### WORK REQUIRED
When you reply, transcribe every line of the data below exactly.
※ ※ ※
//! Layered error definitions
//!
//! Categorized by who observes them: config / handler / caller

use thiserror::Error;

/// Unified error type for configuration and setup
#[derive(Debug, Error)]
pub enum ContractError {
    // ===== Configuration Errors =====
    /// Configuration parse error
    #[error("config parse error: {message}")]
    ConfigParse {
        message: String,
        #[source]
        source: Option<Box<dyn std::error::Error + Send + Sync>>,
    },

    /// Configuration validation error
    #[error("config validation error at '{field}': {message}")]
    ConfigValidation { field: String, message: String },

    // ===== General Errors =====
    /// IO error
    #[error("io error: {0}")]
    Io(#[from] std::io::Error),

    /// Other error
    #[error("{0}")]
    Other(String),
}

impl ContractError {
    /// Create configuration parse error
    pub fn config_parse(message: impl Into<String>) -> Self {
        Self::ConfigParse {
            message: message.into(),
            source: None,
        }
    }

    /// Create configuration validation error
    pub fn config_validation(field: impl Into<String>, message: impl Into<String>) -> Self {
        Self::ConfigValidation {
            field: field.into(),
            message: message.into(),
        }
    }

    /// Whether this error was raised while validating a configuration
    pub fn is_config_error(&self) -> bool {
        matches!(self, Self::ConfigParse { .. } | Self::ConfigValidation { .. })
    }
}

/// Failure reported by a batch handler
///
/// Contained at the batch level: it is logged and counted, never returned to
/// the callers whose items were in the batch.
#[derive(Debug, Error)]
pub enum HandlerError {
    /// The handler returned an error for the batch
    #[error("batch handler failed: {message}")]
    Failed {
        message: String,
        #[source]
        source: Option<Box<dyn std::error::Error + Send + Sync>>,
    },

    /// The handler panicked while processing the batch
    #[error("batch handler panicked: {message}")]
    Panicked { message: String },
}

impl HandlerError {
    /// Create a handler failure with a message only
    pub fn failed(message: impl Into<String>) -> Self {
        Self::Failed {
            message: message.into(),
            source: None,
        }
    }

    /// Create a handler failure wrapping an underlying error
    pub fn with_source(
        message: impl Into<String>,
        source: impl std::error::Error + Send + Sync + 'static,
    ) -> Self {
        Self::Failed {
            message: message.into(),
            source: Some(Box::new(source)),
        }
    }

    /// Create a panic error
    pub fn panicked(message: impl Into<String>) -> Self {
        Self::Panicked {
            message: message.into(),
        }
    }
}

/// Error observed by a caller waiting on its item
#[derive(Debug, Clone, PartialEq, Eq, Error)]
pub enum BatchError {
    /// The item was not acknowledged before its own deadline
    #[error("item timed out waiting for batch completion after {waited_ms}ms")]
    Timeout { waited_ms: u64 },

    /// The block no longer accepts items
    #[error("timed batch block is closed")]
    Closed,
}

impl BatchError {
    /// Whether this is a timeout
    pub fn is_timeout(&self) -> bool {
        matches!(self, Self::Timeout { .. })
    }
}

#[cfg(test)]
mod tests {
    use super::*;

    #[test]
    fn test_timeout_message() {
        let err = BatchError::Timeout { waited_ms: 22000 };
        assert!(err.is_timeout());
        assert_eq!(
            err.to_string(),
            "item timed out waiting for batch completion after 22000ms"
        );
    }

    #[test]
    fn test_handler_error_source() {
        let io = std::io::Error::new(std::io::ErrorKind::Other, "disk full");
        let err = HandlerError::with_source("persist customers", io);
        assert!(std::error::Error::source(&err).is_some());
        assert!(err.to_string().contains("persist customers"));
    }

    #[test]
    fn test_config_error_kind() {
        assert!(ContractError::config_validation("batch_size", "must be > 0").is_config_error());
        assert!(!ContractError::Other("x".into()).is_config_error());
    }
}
※ ※ ※
### WRITTEN ANSWER
//! Layered error definitions
//!
//! Categorized by who observes them: config / handler / caller

use thiserror::Error;

/// Unified error type for configuration and setup
#[derive(Debug, Error)]
pub enum ContractError {
    // ===== Configuration Errors =====
    /// Configuration parse error
    #[error("config parse error: {message}")]
    ConfigParse {
        message: String,
        #[source]
        source: Option<Box<dyn std::error::Error + Send + Sync>>,
    },

    /// Configuration validation error
    #[error("config validation error at '{field}': {message}")]
    ConfigValidation { field: String, message: String },

    // ===== General Errors =====
    /// IO error
    #[error("io error: {0}")]
    Io(#[from] std::io::Error),

    /// Other error
    #[error("{0}")]
    Other(String),
}

impl ContractError {
    /// Create configuration parse error
    pub fn config_parse(message: impl Into<String>) -> Self {
        Self::ConfigParse {
            message: message.into(),
            source: None,
        }
    }

    /// Create configuration validation error
    pub fn config_validation(field: impl Into<String>, message: impl Into<String>) -> Self {
        Self::ConfigValidation {
            field: field.into(),
            message: message.into(),
        }
    }

    /// Whether this error was raised while validating a configuration
    pub fn is_config_error(&self) -> bool {
        matches!(self, Self::ConfigParse { .. } | Self::ConfigValidation { .. })
    }
}

/// Failure reported by a batch handler
///
/// Contained at the batch level: it is logged and counted, never returned to
/// the callers whose items were in the batch.
#[derive(Debug, Error)]
pub enum HandlerError {
    /// The handler returned an error for the batch
    #[error("batch handler failed: {message}")]
    Failed {
        message: String,
        #[source]
        source: Option<Box<dyn std::error::Error + Send + Sync>>,
    },

    /// The handler panicked while processing the batch
    #[error("batch handler panicked: {message}")]
    Panicked { message: String },
}

impl HandlerError {
    /// Create a handler failure with a message only
    pub fn failed(message: impl Into<String>) -> Self {
        Self::Failed {
            message: message.into(),
            source: None,
        }
    }

    /// Create a handler failure wrapping an underlying error
    pub fn with_source(
        message: impl Into<String>,
        source: impl std::error::Error + Send + Sync + 'static,
    ) -> Self {
        Self::Failed {
            message: message.into(),
            source: Some(Box::new(source)),
        }
    }

    /// Create a panic error
    pub fn panicked(message: impl Into<String>) -> Self {
        Self::Panicked {
            message: message.into(),
        }
    }
}

/// Error observed by a caller waiting on its item
#[derive(Debug, Clone, PartialEq, Eq, Error)]
pub enum BatchError {
    /// The item was not acknowledged before its own deadline
    #[error("item timed out waiting for batch completion after {waited_ms}ms")]
    Timeout { waited_ms: u64 },

    /// The block no longer accepts items
    #[error("timed batch block is closed")]
    Closed,
}

impl BatchError {
    /// Whether this is a timeout
    pub fn is_timeout(&self) -> bool {
        matches!(self, Self::Timeout { .. })
    }
}

#[cfg(test)]
mod tests {
    use super::*;

    #[test]
    fn test_timeout_message() {
        let err = BatchError::Timeout { waited_ms: 22000 };
        assert!(err.is_timeout());
        assert_eq!(
            err.to_string(),
            "item timed out waiting for batch completion after 22000ms"
        );
    }

    #[test]
    fn test_handler_error_source() {
        let io = std::io::Error::new(std::io::ErrorKind::Other, "disk full");
        let err = HandlerError::with_source("persist customers", io);
        assert!(std::error::Error::source(&err).is_some());
        assert!(err.to_string().contains("persist customers"));
    }

    #[test]
    fn test_config_error_kind() {
        assert!(ContractError::config_validation("batch_size", "must be > 0").is_config_error());
        assert!(!ContractError::Other("x".into()).is_config_error());
    }
}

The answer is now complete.